In view of the submission of the Solicitor General that the Union will restore the statehood of J&K as
soon as possible, the Court did not adjudicate upon the validity of the reorginazation of J&K into Union
Territory (UT). However, the carving out of Ladakh as UT was upheld.

The Court also issued a direction to the Election Commission of India to take steps to hold elections to
the J&K Legislative Assembly by September 30, 2024.

The Constitution bench of the Supreme Court, led by Chief Justice of India DY Chandrachud and
composed of Justices Sanjay Kishan Kaul, Sanjiv Khanna, BR Gavai, and Surya Kant, pronounced the
judgement. The Apex Court had reserved the judgement in the matter on 5 September 2023 after
hearing it for sixteen long days.

There were three judgements in the matter- one by CJI DY Chandrachud for himself and for Justices
Gavai and Surya Kant. The second was a concurring opinion authored by Justice SK Kaul. Justice Sanjiv
Khanna concurred with both the judgements.

In his judgement, Justice SK Kaul recommended the setting up of an impartial “Truth and Reconciliation
Committee” to investigate and report on the violations of human rights both by the State and non-state
actors at least since 1980s and recommend measures for reconciliation. He added that the exercise of
the committee shall be carried out in a time bound manner. However, considering the sensitivities of the
matter, he held that it was for the government to decide the manner in which the Truth and
Reconciliation Commission must be set up.

Issues Framed By The Court

1. Whether provisions of Article 370 were temporary in nature or whether they acquired status of
permanence?
2. Whether amendment to Article 367 an exercise of power under Article 370(1)(d) so as to
substitute the reference to ‘constituent assembly’ by ‘legislative assembly’ constitutionally
valid?

3. Whether entire Constitution of India could have been applied to J&K under Article 370(1)?

4. Whether abrogation of Article 370 by President invalid for lack of recommendation of J&K
Constituent Assembly as mandated by proviso to clause (3)?

5. Whether the proclamation of the Governor dissolving the legislative assembly of the state
constitutionally valid?

6. Whether Proclamation of Presidential rule imposed in December 2018 and subsequent


extensions valid?

7. Whether the J&K Reorganisation Act 2019 bifurcating the State into two Union Territories
constitutionally valid?

8. Whether during the tenure of proclamation under Article 356 and when the legislative assembly
of the State is dissolved, the status of J&K an its conversion into UT valid exercise of power?

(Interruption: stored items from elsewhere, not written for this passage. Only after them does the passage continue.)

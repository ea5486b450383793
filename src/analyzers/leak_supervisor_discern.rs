//! Which predictor structure carries the supervisor leak: BTB and IBP hit
//! rates side by side.

use std::path::Path;

use anyhow::Result;
use uarch_core::{stats, ResultSet};

use super::{instruction_pcts, INSTRUCTIONS, METRIC};
use crate::settings::Settings;

pub fn run(settings: &Settings, data_dir: &Path) -> Result<()> {
    let sets = settings.load_ordered(data_dir)?;
    for line in report(settings, &sets)? {
        println!("{line}");
    }
    Ok(())
}

pub fn report(settings: &Settings, sets: &[ResultSet]) -> Result<Vec<String>> {
    let check_keys: Vec<String> = INSTRUCTIONS
        .iter()
        .map(|inst| format!("{inst}_hits_per_round_check_{METRIC}"))
        .collect();
    let check_keys: Vec<&str> = check_keys.iter().map(String::as_str).collect();

    let mut lines = Vec::with_capacity(sets.len() * 3);
    for set in sets {
        lines.push(format!("Server: {}", settings.core_label(set)?));
        let noise = stats::pct(set.max_of(&check_keys)?);
        for predictor in ["btb", "ibp"] {
            let [jump, call, ret] =
                instruction_pcts(set, "", &format!("_hits_per_round_{predictor}_{METRIC}"))?;
            lines.push(format!(
                "{} (jmp, call, ret, noise): {jump:.1}%, {call:.1}%, {ret:.1}%, {noise:.1}%",
                predictor.to_ascii_uppercase()
            ));
        }
    }
    Ok(lines)
}
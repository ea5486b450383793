//! Resolved command-line configuration shared by every analyzer.

use std::path::{Path, PathBuf};

use anyhow::{bail, Context, Result};
use uarch_core::{DataError, HostRecord, HostRegistry, RegistryError, ResultSet};

#[derive(Debug)]
pub struct Settings {
    pub experiments_dir: PathBuf,
    pub tables_dir: PathBuf,
    pub figures_dir: PathBuf,
    pub registry: HostRegistry,
    /// Treat unregistered hosts and unknown cores as errors.
    pub strict: bool,
}

impl Settings {
    pub fn new(
        experiments_dir: PathBuf,
        tables_dir: PathBuf,
        figures_dir: PathBuf,
        registry_path: Option<&Path>,
        strict: bool,
    ) -> Result<Self> {
        let registry = match registry_path {
            Some(path) => HostRegistry::load(path)
                .with_context(|| format!("loading host registry {}", path.display()))?,
            None => HostRegistry::builtin().context("parsing built-in host registry")?,
        };
        tracing::debug!(hosts = registry.len(), strict, "settings resolved");

        Ok(Self {
            experiments_dir,
            tables_dir,
            figures_dir,
            registry,
            strict,
        })
    }

    /// `<experiments-dir>/<experiment-dir>/out` unless overridden.
    pub fn data_dir(&self, experiment_dir: &str, explicit: Option<&Path>) -> PathBuf {
        match explicit {
            Some(path) => path.to_path_buf(),
            None => self.experiments_dir.join(experiment_dir).join("out"),
        }
    }

    /// Load an experiment output directory and put it in display order.
    pub fn load_ordered(&self, data_dir: &Path) -> Result<Vec<ResultSet>> {
        let sets = uarch_core::load_out_dir(data_dir)
            .with_context(|| format!("loading results from {}", data_dir.display()))?;
        tracing::info!(dir = %data_dir.display(), sets = sets.len(), "loaded results");
        self.order(sets.into_values().collect(), data_dir)
    }

    /// Put records in registry order. Unregistered hosts are dropped, or
    /// rejected in strict mode.
    pub fn order<T: HostRecord>(&self, records: Vec<T>, data_dir: &Path) -> Result<Vec<T>> {
        if self.strict {
            let unmatched = uarch_core::unmatched_hosts(&self.registry, &records);
            if !unmatched.is_empty() {
                bail!(
                    "hosts missing from registry: {} ({})",
                    unmatched.join(", "),
                    data_dir.display()
                );
            }
        }
        Ok(uarch_core::order_records(&self.registry, records))
    }

    /// Microarchitecture label of the core a result set was measured on.
    pub fn core_label(&self, set: &ResultSet) -> Result<String> {
        let host = set.hostname().ok_or(DataError::MissingHostname)?;
        let core = set.experiment_core().unwrap_or(0);
        match self.registry.march(host, core) {
            Ok(march) => Ok(march.to_string()),
            Err(err @ RegistryError::CoreOutOfRange { .. }) if !self.strict => {
                tracing::warn!(%err, "labelling core by index");
                let entry = self.registry.host(host)?;
                Ok(format!("{} (core {core})", entry.code_name))
            }
            Err(err) => Err(err.into()),
        }
    }

    pub fn table_path(&self, file_name: &str) -> Result<PathBuf> {
        output_path(&self.tables_dir, file_name)
    }

    pub fn figure_path(&self, file_name: &str) -> Result<PathBuf> {
        output_path(&self.figures_dir, file_name)
    }
}

fn output_path(dir: &Path, file_name: &str) -> Result<PathBuf> {
    std::fs::create_dir_all(dir)
        .with_context(|| format!("creating output directory {}", dir.display()))?;
    Ok(dir.join(file_name))
}

/// Write a generated artifact and log where it went.
pub fn write_output(path: &Path, content: &str) -> Result<()> {
    std::fs::write(path, content).with_context(|| format!("writing {}", path.display()))?;
    tracing::info!(path = %path.display(), bytes = content.len(), "wrote output");
    Ok(())
}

Conclusions Reached By Court

1. Court Need Not Adjudicate On Validity Of President’s Rule

The court held that it need not adjudicate on the validity of the presidential proclamations announcing
President’s Rule in the State since petitioners did not challenge the same. In any case, the court found
that no material relief could be given as the President’s Rule was withdrawn in October 2019.
2. Every Decision Of Union When State Is Under President’s Rule Cannot Be Challenged

The court held that there are limitations on power of the Union and States when proclamation of
presidential rule was in force. It stated that the scope of the power of Union depends on the
circumstances. The court added that the exercise of power under Article 356 must have a reasonable
nexus with the object of the proclamation. Further, the court stated that there were innumerable
decisions taken by Union on behalf of States. Thus, it added, “Every decision taken by Union on behalf of
State during Presidential rule not open to challenge...this will lead to the administration of state to a
standstill...” The court rejected the argument of petitioners that Union cannot take actions of irreversible
consequences in the State during Presidential rule. Further, the argument of the petitioners that the
Parliament can only make the law-making powers of the State when the Presidential rule was in force
was also not accepted. However, the court held that the exercise of Presidents’ power after the
proclamation are subject to judicial review. It was held that the power of Parliament under Article 356(1)
to exercise powers on behalf of State assembly was not restricted to law making powers.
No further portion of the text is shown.